Apple Music Home Session: Baby Queen

Apple Music Home Session: Baby Queen

Baby Queen is used to the difficulties that come with recording music at home. “I had to record the vocals for half of my debut EP at home, so I actually cut off one side of a massive cardboard box and put soundproofing on the inside walls to make a vocal booth,” the singer tells Apple Music. “I literally spent most of 2020 with my head inside a box. It’s looking slightly more elegant these days—thank god!” That more sophisticated scene is the setting of this Apple Music Home Session, on which the South Africa-born, London-based singer—real name Bella Latham—offers an arresting cover of Sinéad O’Connor’s unforgettable take on Prince’s “Nothing Compares 2 U” and dials back her ultra-candid 2021 indie-pop banger “Raw Thoughts.” That process, she tells us, was enlightening. “I discovered two things,” says the singer, whose startlingly honest alt-pop has made her one of 2021’s most exciting rising talents. “One: that I can’t smoke cigarettes then expect to be able to sing the falsetto notes in the chorus of ‘Raw Thoughts’ in a stripped-down acoustic version of the song.
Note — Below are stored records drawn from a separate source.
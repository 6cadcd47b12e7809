pub mod plots;
pub mod report;

pub use report::{json_block, Report, ReportSection};
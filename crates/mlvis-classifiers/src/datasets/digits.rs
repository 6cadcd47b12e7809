use anyhow::{Context, Result};
use csv::ReaderBuilder;
use ndarray::{Array1, Array2};

use super::iris::{is_blank, record_line};
use super::source::{DataSource, FetchOptions};
use super::Dataset;
use crate::error::DatasetError;

/// The UCI optical-digits test set: 1797 8x8 images with intensities in 0..=16.
pub const DIGITS_URL: &str =
    "https://archive.ics.uci.edu/ml/machine-learning-databases/optdigits/optdigits.tes";

pub const DIGITS_IMAGE_SIDE: usize = 8;
pub const DIGITS_NUM_FEATURES: usize = DIGITS_IMAGE_SIDE * DIGITS_IMAGE_SIDE;
pub const DIGITS_NUM_CLASSES: usize = 10;

/// Load the 8x8 digits dataset from a file or URL.
pub fn load_digits(source: &DataSource, options: &FetchOptions) -> Result<Dataset> {
    let text = source.read_to_string(options)?;
    parse_digits(&text).with_context(|| format!("Failed to parse digits data from {}", source))
}

/// Parse headerless digits CSV: 64 pixel intensities followed by the label.
pub fn parse_digits(text: &str) -> Result<Dataset> {
    let mut rdr = ReaderBuilder::new()
        .has_headers(false)
        .flexible(true)
        .from_reader(text.as_bytes());

    let mut values = Vec::new();
    let mut targets = Vec::new();

    for result in rdr.records() {
        let record = result?;
        if is_blank(&record) {
            continue;
        }
        let line = record_line(&record);
        if record.len() != DIGITS_NUM_FEATURES + 1 {
            return Err(DatasetError::FieldCount {
                line,
                expected: DIGITS_NUM_FEATURES + 1,
                found: record.len(),
            }
            .into());
        }

        for (column, field) in record.iter().take(DIGITS_NUM_FEATURES).enumerate() {
            let value: f64 = field.trim().parse().map_err(|_| DatasetError::InvalidValue {
                line,
                column,
                value: field.to_string(),
            })?;
            values.push(value);
        }

        let label = record[DIGITS_NUM_FEATURES].trim();
        let target = label
            .parse::<usize>()
            .ok()
            .filter(|&t| t < DIGITS_NUM_CLASSES)
            .ok_or_else(|| DatasetError::UnknownLabel {
                line,
                label: label.to_string(),
            })?;
        targets.push(target);
    }

    if targets.is_empty() {
        return Err(DatasetError::Empty.into());
    }

    let records = Array2::from_shape_vec((targets.len(), DIGITS_NUM_FEATURES), values)?;
    let feature_names = (0..DIGITS_IMAGE_SIDE)
        .flat_map(|r| (0..DIGITS_IMAGE_SIDE).map(move |c| format!("pixel_{}_{}", r, c)))
        .collect();
    let target_names = (0..DIGITS_NUM_CLASSES).map(|d| d.to_string()).collect();

    Dataset::new(records, Array1::from_vec(targets), feature_names, target_names)
}

#[cfg(test)]
mod tests {
    use super::*;

    fn row(fill: u8, label: &str) -> String {
        let mut fields: Vec<String> = (0..DIGITS_NUM_FEATURES).map(|_| fill.to_string()).collect();
        fields.push(label.to_string());
        fields.join(",")
    }

    #[test]
    fn parses_rows() {
        let text = format!("{}\n{}\n", row(0, "3"), row(16, "9"));
        let ds = parse_digits(&text).unwrap();
        assert_eq!(ds.nsamples(), 2);
        assert_eq!(ds.nfeatures(), 64);
        assert_eq!(ds.nclasses(), 10);
        assert_eq!(ds.targets.to_vec(), vec![3, 9]);
        assert_eq!(ds.records[(1, 63)], 16.0);
        assert_eq!(ds.feature_names[9], "pixel_1_1");
    }

    #[test]
    fn label_out_of_range_is_rejected() {
        let err = parse_digits(&row(1, "10")).unwrap_err();
        assert!(matches!(
            err.downcast_ref::<DatasetError>(),
            Some(DatasetError::UnknownLabel { .. })
        ));
    }

    #[test]
    fn non_numeric_pixel_is_rejected() {
        let mut text = row(1, "2");
        text.replace_range(0..1, "x");
        let err = parse_digits(&text).unwrap_err();
        assert!(matches!(
            err.downcast_ref::<DatasetError>(),
            Some(DatasetError::InvalidValue { column: 0, .. })
        ));
    }
}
And two: that I should write sad songs, because I think it’s actually where my voice sounds best.” Covering O’Connor’s most famous moment also led Latham to think about her own songwriting. “I became quite obsessed with [this] at the time of my last breakup,” says the singer. “It is the most beautiful song, and it’s so simple. I think that’s something I struggle to find in my own songwriting—genius in simplicity.” Released just as the UK was looking ahead to a way out of lockdown, this intimate Apple Music Home Session is a taste of what we can expect when Baby Queen can perform onstage. Just don’t ask her how that will feel. “I have no idea! I signed my record deal in the first lockdown, so I’ve pretty much only been an artist in the era of COVID,” she admits. “The only two Baby Queen gigs I ever played were in front of my manager and three or four friends, so I think I’m going to be walking out into a slightly different experience. But I think that’s going to be my favorite part of this job: seeing the faces of people the music is reaching and the people who have made me feel like I’m not alone.”